To summarise, adaptive teaching is one aspect of inclusive teaching. Inclusive teaching sits within the social-model of disability and need; it is based on the principle that the universal offer should meet need wherever possible without different or extra provision. Differentiation requires different or extra because the universal offer is not sufficient. It should be minimised because it can stigmatise by framing the pupil’s needs as a deficit.
What does adaptive teaching look like?
Defined in this way, adaptive teaching may be visible in the following ways:
- Teachers regularly check that all students understand what has been taught [high ratio strategies].
- Teachers use whole-class response strategies frequently to build and check for understanding e.g. Show Me, Turn and Talk, Everybody Write.
- Teachers use directed questioning to build depth of understanding and correct error e.g. Cold Calling.
- Teachers circulate the room and observe students working, intervening where necessary to support students.
- Teachers use flexible grouping arrangements e.g. break-out groups who require additional teaching.
High-quality, inclusive whole-class adaptive teaching is really hard to do. It requires teachers to have expert mental models so that in-the-moment decisions are intuitive. It requires calm and orderly classrooms. It requires high-ratio feedback techniques to be well-embedded and habituated. It requires an absolute clarity about learning objectives, a coherent curriculum, and high-quality resources.
Adaptive teaching looks different to differentiation, which involves:
- Thinking of students as being in different ‘ability’ groups.
- Having lower expectations of what some students can achieve.
- Presuming that certain students will need additional resources or to do different tasks.
- Providing different tasks or materials to different students as a default rather than based on good evidence that they need additional support.
- Lots of additional work for teachers outside of lesson time!
Differentiation can be problematic if it cements lower expectations and makes unjustified assumptions about a pupil’s potential. However, differentiation does have a place where a pupil’s learning needs are such that the curriculum and/or teaching must be significantly adjusted to ensure the student makes progress. Current thinking in education is that inclusive and adaptive teaching is a preferable approach for almost all pupils in mainstream schools, almost all of the time.
The definition of adaptive teaching proposed earlier was this: where the teacher actively and frequently seeks feedback on the impact of their teaching on all pupils during the lesson and then adapts their instruction accordingly to meet the emerging needs of pupils. This tight definition draws attention solely to what happens within the lesson, preferences high-ratio checking for understanding, and asks the teacher to adapt in the moment to the information they receive to ensure that no child is left behind.
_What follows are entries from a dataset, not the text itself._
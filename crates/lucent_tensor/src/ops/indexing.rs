use super::InputMeta;
use crate::{Function, Tensor};
use lucent_core::{
    dense::{DenseArray, SliceArg},
    error::Result,
};

/// NumPy-style basic slicing; one argument per leading axis.
pub struct Slice {
    pub args: Vec<SliceArg>,
}

impl Function for Slice {
    type Cache = InputMeta;

    fn name(&self) -> &'static str {
        "slice"
    }

    fn arity(&self) -> usize {
        1
    }

    fn forward(&self, inputs: &[DenseArray], track: bool) -> Result<(DenseArray, Option<Self::Cache>)> {
        Ok((inputs[0].slice(&self.args)?, track.then(|| InputMeta::of(&inputs[0]))))
    }

    fn backward(&self, input: &Self::Cache, grad: &DenseArray, needs_grad: &[bool]) -> Result<Vec<Option<DenseArray>>> {
        if !needs_grad[0] {
            return Ok(vec![None]);
        }
        let embedded = grad.embed_slice(&input.shape, &self.args)?;
        Ok(vec![Some(input.reduce(&embedded)?)])
    }
}

impl Tensor {
    pub fn slice(&self, args: &[SliceArg]) -> Tensor {
        Tensor::from_function(Slice { args: args.to_vec() }, vec![self.clone()])
    }
}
By intentionally disregarding before-the-lesson adaptation, other inclusive practices, and DoE practices, it focusses our attention on a narrow range of high-impact pedagogical techniques which are often not well embedded in teaching practice. Being precise and narrow in our focus prevents concept-creep and increases the likelihood that desirable practices will be adopted with fidelity.
If adaptive teaching is not a priority for you then focus on something else: there are plenty more fish in the sea! But we should not call it adaptive teaching if it isn’t, and we should be clear what we mean by the term when we use it. Conceptual clarity is important.